Prototyping

I've made dozens of games. Here's how I do it quickly and efficiently.

Creating your prototype

For a first prototype, do not spend any more than the absolute minimum amount of time on the design. It just needs to be playable.

Game design is a process of experimentation with the rules.

It is not a type of handicraft.

Everyone overdoes their prototypes, early on. I did. You're allowed to have fun, and just make things look nice, for no reason. I do that sometimes. I just don't try to tell myself that I'm actually doing something useful.

After a thousand revisions. I've had many cases where I've thrown away games, along with all their great visual design work. I now wait until the end, when things have settled down, before really making the game look good.

If a game survives its first playtest, I begin gradually upgrading the visual appearance, with each revision. The game ends up neat and presentable, with nice icons, appropriate art, and good typography.

I've spent weeks creating and printing/uploading a game, only to play it for a few minutes before abandoning the playtest.

For my designs, there's a greater than 50% chance the game is never played again after its first playtest.

Even if a game survives, all the original design will be overwritten by the end of the process. I don't think a single first-prototype design or icon has ever survived to the end of one of my game designs, and I used to make very fancy first prototypes. Don't waste your time.

Never pretend that any revision will be the last.

First prototypes

My first prototypes look very basic, and unappealing. They're usually just a bunch of plain cards with a title, some quick text, and primitive artwork.

I've found a great new source of early prototype icons: emojis! They're not really thematic, but they're clear. Also, they're text, so they're very easy to use. You can cut and paste them, and they flow in line with the rest of the text.

You do need card art, and by card art I mean anything that's not text. Players do have to be able to differentiate between the cards. The cards shouldn't just be text. If your card just has a few big icons, that's fine. Make them huge, and they can be the art. Use other icons as art. Use art from another game. Use anything.

Make your boards and reminder sheet too big, and leave blank space. Constantly rearranging and resizing things, to take up all the space, is a colossal waste of time.

Do not create a whole game

In the first playtest of your game, you will learn very important things within a few turns. There won't be much point playing past that point. Then, you'll be back to the drawing board, and lots of things will change. (Or, if you're good, the game might go in the bin.)

You're going to be playing this game for ten minutes.

If you've created an entire game, you'll have to alter the whole thing, repeatedly — even the parts you're not using.

Create the first ten minutes of the game, if that's possible. If there are rounds, only create the first round. Just make enough of each component to enable that. This means extremely small decks of cards, which you just recycle if they run out. A deck of ten cards isn't very random, but it's enough to play the game. It doesn't matter that the game isn't random. You'll only play that deck once, and then you'll change it.

Only create the two-player version of the game.

If the game has a board, create a small corner of the board. Do not make the board modular or variable.

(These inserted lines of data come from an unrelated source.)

impl MaterializationEngine {
    /// Creates an engine over `db`.
    #[must_use]
    pub fn new(db: DatabaseConnection) -> Self {
        Self {
            db,
            gate: Arc::new(RwLock::new(())),
        }
    }

    /// The connection this engine writes through.
    #[must_use]
    pub const fn connection(&self) -> &DatabaseConnection {
        &self.db
    }

    async fn create_table(&self, rollup: MaterializedRollup) -> Result<()> {
        match rollup {
            MaterializedRollup::WeeklyCategory => {
                create_table_if_missing(&self.db, WeeklyCategoryRollup).await
            }
            MaterializedRollup::Monthly => create_table_if_missing(&self.db, MonthlyRollup).await,
        }
    }

    /// Whether the rollup's table exists.
    pub async fn table_exists(&self, rollup: MaterializedRollup) -> Result<bool> {
        sqlite_object_exists(&self.db, "table", rollup.name()).await
    }

    /// Whether the rollup's unique index exists.
    pub async fn index_exists(&self, rollup: MaterializedRollup) -> Result<bool> {
        sqlite_object_exists(&self.db, "index", rollup.index_name()).await
    }

    /// Creates the unique index over the snapshot version and grouping key.
    ///
    /// Idempotent. The rollup must have been built first.
    pub async fn ensure_indexes(&self, rollup: MaterializedRollup) -> Result<()> {
        let builder = self.db.get_database_backend();
        self.db.execute(builder.build(&rollup.unique_index())).await?;
        debug!("Ensured index {} on {}", rollup.index_name(), rollup);
        Ok(())
    }

    /// Computes the rollup in full and replaces the persisted snapshot atomically.
    ///
    /// Creates the table on first use. A failed attempt is retried once; either way the
    /// previous snapshot stays intact until a replacement commits.
    pub async fn build(&self, rollup: MaterializedRollup) -> Result<RefreshOutcome> {
        let _exclusive = self.gate.write().await;
        let outcome = match self.replace_snapshot(rollup).await {
            Ok(outcome) => outcome,
            Err(e) => {
                warn!("Build of {} failed, retrying once: {}", rollup, e);
                self.replace_snapshot(rollup).await?
            }
        };
        info!(
            "Built {} at version {} ({} rows)",
            rollup, outcome.version, outcome.rows
        );
        Ok(outcome)
    }

    /// Refreshes the rollup, preferring the concurrent path.
    ///
    /// Any failure of the concurrent path is logged and followed by exactly one blocking
    /// refresh, whose failure is returned.
    pub async fn refresh(&self, rollup: MaterializedRollup) -> Result<RefreshOutcome> {
        match self.refresh_concurrently(rollup).await {
            Ok(outcome) => Ok(outcome),
            Err(e) => {
                warn!(
                    "Concurrent refresh of {} failed ({}), falling back to blocking refresh",
                    rollup, e
                );
                self.refresh_blocking(rollup).await
            }
        }
    }

    /// Refreshes the rollup while readers keep seeing the previous snapshot.
    ///
    /// Returns [`Error::RefreshConflict`] when the unique index is missing, another
    /// refresh holds the rollup, or a newer snapshot was swapped in meanwhile. An
    /// abandoned attempt releases the rollup and removes the rows it wrote.
    pub async fn refresh_concurrently(&self, rollup: MaterializedRollup) -> Result<RefreshOutcome> {
        let _shared = self.gate.read().await;

        if !self.index_exists(rollup).await? {
            return Err(conflict(rollup, "unique index is missing"));
        }
        register(&self.db, rollup).await?;

        let claimed = RollupState::update_many()
            .col_expr(RollupStateColumn::RefreshInProgress, Expr::value(true))
            .filter(RollupStateColumn::RollupName.eq(rollup.name()))
            .filter(RollupStateColumn::RefreshInProgress.eq(false))
            .exec(&self.db)
            .await?;
        if claimed.rows_affected == 0 {
            return Err(conflict(rollup, "another refresh is in progress"));
        }

        let version = match self.allocate_version(rollup).await {
            Ok(version) => version,
            Err(e) => {
                self.release(rollup).await;
                return Err(e);
            }
        };

        match self.publish(rollup, version).await {
            Ok(rows) => {
                if let Err(e) = delete_rows(&self.db, rollup, Versions::OlderThan(version)).await {
                    warn!("Could not prune old snapshots of {}: {}", rollup, e);
                }
                info!(
                    "Concurrently refreshed {} to version {} ({} rows)",
                    rollup, version, rows
                );
                Ok(RefreshOutcome {
                    rollup,
                    mode: RefreshMode::Concurrent,
                    version,
                    rows,
                })
            }
            Err(e) => {
                self.release(rollup).await;
                let abandoned = Versions::Exactly(version);
                if let Err(cleanup) = delete_rows(&self.db, rollup, abandoned).await {
                    warn!(
                        "Could not remove abandoned version {} of {}: {}",
                        version, rollup, cleanup
                    );
                }
                Err(e)
            }
        }
    }

    /// Replaces the rollup's rows while excluding readers.
    ///
    /// Also recreates the unique index if it is missing, so the next refresh can run
    /// concurrently again.
    pub async fn refresh_blocking(&self, rollup: MaterializedRollup) -> Result<RefreshOutcome> {
        let _exclusive = self.gate.write().await;
        let outcome = self.replace_snapshot(rollup).await?;
        self.ensure_indexes(rollup).await?;
        info!(
            "Blocking refresh of {} produced version {} ({} rows)",
            rollup, outcome.version, outcome.rows
        );
        Ok(outcome)
    }

    /// Hands out the next snapshot version.
    async fn allocate_version(&self, rollup: MaterializedRollup) -> Result<i64> {
        let txn = self.db.begin().await?;
        let state = register(&txn, rollup).await?;
        let version = state.next_version;
        let mut active: rollup_state::ActiveModel = state.into();
        active.next_version = Set(version + 1);
        active.update(&txn).await?;
        txn.commit().await?;
        Ok(version)
    }

    /// Computes and writes the rows of `version`, then makes it the active snapshot.
    async fn publish(&self, rollup: MaterializedRollup, version: i64) -> Result<usize> {
        let facts = FactSnapshot::load(&self.db).await?;
        let rows = ComputedRows::compute(rollup, &facts);
        rows.insert(&self.db, version).await?;
        self.swap(rollup, version, rows.len()).await?;
        Ok(rows.len())
    }

    /// Makes the already written `version` the active snapshot and clears the refresh
    /// flag. Refused if the active snapshot is already at or past `version`.
    async fn swap(&self, rollup: MaterializedRollup, version: i64, rows: usize) -> Result<()> {
        let txn = self.db.begin().await?;
        let swapped = RollupState::update_many()
            .col_expr(RollupStateColumn::ActiveVersion, Expr::value(version))
            .col_expr(RollupStateColumn::RefreshInProgress, Expr::value(false))
            .col_expr(RollupStateColumn::RowCount, Expr::value(count(rows)))
            .col_expr(
                RollupStateColumn::RefreshedAt,
                Expr::value(Some(Utc::now().naive_utc())),
            )
            .filter(RollupStateColumn::RollupName.eq(rollup.name()))
            .filter(RollupStateColumn::ActiveVersion.lt(version))
            .exec(&txn)
            .await?;
        if swapped.rows_affected == 0 {
            txn.rollback().await?;
            return Err(conflict(rollup, "a newer snapshot is already active"));
        }
        txn.commit().await?;
        debug!("Swapped {} to version {}", rollup, version);
        Ok(())
    }

    /// Clears the refresh flag after an abandoned concurrent refresh.
    async fn release(&self, rollup: MaterializedRollup) {
        let released = RollupState::update_many()
            .col_expr(RollupStateColumn::RefreshInProgress, Expr::value(false))
            .filter(RollupStateColumn::RollupName.eq(rollup.name()))
            .exec(&self.db)
            .await;
        if let Err(e) = released {
            warn!("Could not release refresh flag of {}: {}", rollup, e);
        }
    }

    /// Replaces every row of the rollup in one transaction. Callers hold the gate
    /// exclusively.
    async fn replace_snapshot(&self, rollup: MaterializedRollup) -> Result<RefreshOutcome> {
        self.create_table(rollup).await?;
        let facts = FactSnapshot::load(&self.db).await?;
        let rows = ComputedRows::compute(rollup, &facts);

        let txn = self.db.begin().await?;
        let state = register(&txn, rollup).await?;
        let version = state.next_version.max(state.active_version + 1);

        delete_rows(&txn, rollup, Versions::All).await?;
        rows.insert(&txn, version).await?;

        let mut active: rollup_state::ActiveModel = state.into();
        active.active_version = Set(version);
        active.next_version = Set(version + 1);
        active.refresh_in_progress = Set(false);
        active.row_count = Set(count(rows.len()));
        active.refreshed_at = Set(Some(Utc::now().naive_utc()));
        active.update(&txn).await?;
        txn.commit().await?;

        Ok(RefreshOutcome {
            rollup,
            mode: RefreshMode::Blocking,
            version,
            rows: rows.len(),
        })
    }

    /// Active snapshot version of the rollup, 0 if it was never built.
    async fn active_version<C>(db: &C, rollup: MaterializedRollup) -> Result<i64>
    where
        C: ConnectionTrait,
    {
        Ok(find_state(db, rollup)
            .await?
            .map_or(0, |state| state.active_version))
    }

    /// Rows of the active weekly category snapshot in canonical order.
    ///
    /// Empty if the rollup was never built.
    pub async fn weekly_category_rows(&self) -> Result<RollupRows<WeeklyCategoryRow>> {
        let _shared = self.gate.read().await;
        let txn = self.db.begin().await?;
        let version = Self::active_version(&txn, MaterializedRollup::WeeklyCategory).await?;
        if version == 0 {
            txn.commit().await?;
            return Ok(Vec::new().into());
        }

        let models = WeeklyCategoryRollup::find()
            .filter(WeeklyCategoryRollupColumn::SnapshotVersion.eq(version))
            .order_by_desc(WeeklyCategoryRollupColumn::WeekStart)
            .all(&txn)
            .await?;
        txn.commit().await?;

        let mut rows: Vec<WeeklyCategoryRow> = models
            .into_iter()
            .map(|m| WeeklyCategoryRow {
                week_start: m.week_start,
                category: m.category,
                orders_in_category: m.orders_in_category,
                unique_customers_in_category: m.unique_customers_in_category,
                revenue_in_category: m.revenue_in_category,
                items_sold_in_category: m.items_sold_in_category,
                avg_order_value_in_category: m.avg_order_value_in_category,
                unique_products_in_category: m.unique_products_in_category,
            })
            .collect();
        rollup::sort_weekly(&mut rows);
        Ok(rows.into())
    }

    /// Rows of the active monthly snapshot, newest month first.
    ///
    /// Empty if the rollup was never built.
    pub async fn monthly_rows(&self) -> Result<RollupRows<MonthlyRow>> {
        let _shared = self.gate.read().await;
        let txn = self.db.begin().await?;
        let version = Self::active_version(&txn, MaterializedRollup::Monthly).await?;
        if version == 0 {
            txn.commit().await?;
            return Ok(Vec::new().into());
        }

        let models = MonthlyRollup::find()
            .filter(MonthlyRollupColumn::SnapshotVersion.eq(version))
            .order_by_desc(MonthlyRollupColumn::MonthStart)
            .all(&txn)
            .await?;
        txn.commit().await?;

        Ok(models
            .into_iter()
            .map(|m| MonthlyRow {
                month_start: m.month_start,
                year: m.year,
                month: m.month,
                total_orders: m.total_orders,
                unique_customers: m.unique_customers,
                total_revenue: m.total_revenue,
                total_items_sold: m.total_items_sold,
                avg_order_value: m.avg_order_value,
            })
            .collect::<Vec<_>>()
            .into())
    }

    /// Builds every materialized rollup and then creates its unique index.
    pub async fn build_all(&self) -> Result<Vec<RefreshOutcome>> {
        let mut outcomes = Vec::with_capacity(MaterializedRollup::ALL.len());
        for rollup in MaterializedRollup::ALL {
            outcomes.push(self.build(rollup).await?);
            self.ensure_indexes(rollup).await?;
        }
        Ok(outcomes)
    }

    /// Refreshes every materialized rollup.
    pub async fn refresh_all(&self) -> Result<Vec<RefreshOutcome>> {
        let mut outcomes = Vec::with_capacity(MaterializedRollup::ALL.len());
        for rollup in MaterializedRollup::ALL {
            outcomes.push(self.refresh(rollup).await?);
        }
        Ok(outcomes)
    }

    /// Drops every materialized rollup table and forgets its state. Idempotent.
    pub async fn drop_all(&self) -> Result<()> {
        let _exclusive = self.gate.write().await;
        let builder = self.db.get_database_backend();
        for rollup in MaterializedRollup::ALL {
            let drop = match rollup {
                MaterializedRollup::WeeklyCategory => Table::drop()
                    .table(WeeklyCategoryRollup)
                    .if_exists()
                    .to_owned(),
                MaterializedRollup::Monthly => {
                    Table::drop().table(MonthlyRollup).if_exists().to_owned()
                }
            };
            self.db.execute(builder.build(&drop)).await?;
            RollupState::delete_many()
                .filter(RollupStateColumn::RollupName.eq(rollup.name()))
                .exec(&self.db)
                .await?;
            info!("Dropped materialized rollup {}", rollup);
        }
        Ok(())
    }

    /// Lists the on-demand rollups and reports the state of each materialized one.
    pub async fn metadata(&self) -> Result<DerivedMetadata> {
        let mut materialized = Vec::with_capacity(MaterializedRollup::ALL.len());
        for rollup in MaterializedRollup::ALL {
            let state = find_state(&self.db, rollup).await?;
            materialized.push(MaterializedStatus {
                rollup,
                table_exists: self.table_exists(rollup).await?,
                index_exists: self.index_exists(rollup).await?,
                active_version: state.as_ref().map_or(0, |s| s.active_version),
                row_count: state.as_ref().map_or(0, |s| s.row_count),
                refreshed_at: state.and_then(|s| s.refreshed_at),
            });
        }
        Ok(DerivedMetadata {
            on_demand: rollup::ON_DEMAND_ROLLUPS.to_vec(),
            materialized,
        })
    }
}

If there are different "characters" the players can be, just create two. Even better, leave them out. Every "extra bit" that the game doesn't necessarily need, can be left out completely.

Keep the game very small and non-variable, for many revisions.

Resist the urge to make content. Resist the urge to make content!

The fact that every game will be samey is actually a good thing. When the game goes bad, in playtesting, you know it's the rules, not just an unlucky draw or one wacky card.

Do create the full breadth of the game, or most of it, so you're really testing the proper game. The game should be very short, but it should be representative of the full game, and not be a simplified version of it.

Obviously, don't worry about balance, replayability, or any other smaller factors early on.

The game doesn't need a proper end, until you're many revisions in. You can often leave the objective out. I often tell players to "just do stuff." Or, you can just create a small, temporary win condition, like "gather 10 resources."

Don't do extra stuff

Obviously, do not write a rulebook. Playtesters do not want to read it. Make one of the cards a reminder card, with only a few lines, explaining the rules such that an experienced gamer will understand them — just the objective, and how to play their turn. There's no need to be exact or complete. You can just arbitrate things during the game. Players know that numbers in corners are probably costs, and that played cards are probably discarded. A rules/reminder card also lets you know what the game was about, when you look back at it, if you take a break from it.

Don't bother with the exact theme yet, and just use placeholder names like "Wizard" or "Factory".

You can do all this creative stuff later. It's still fun.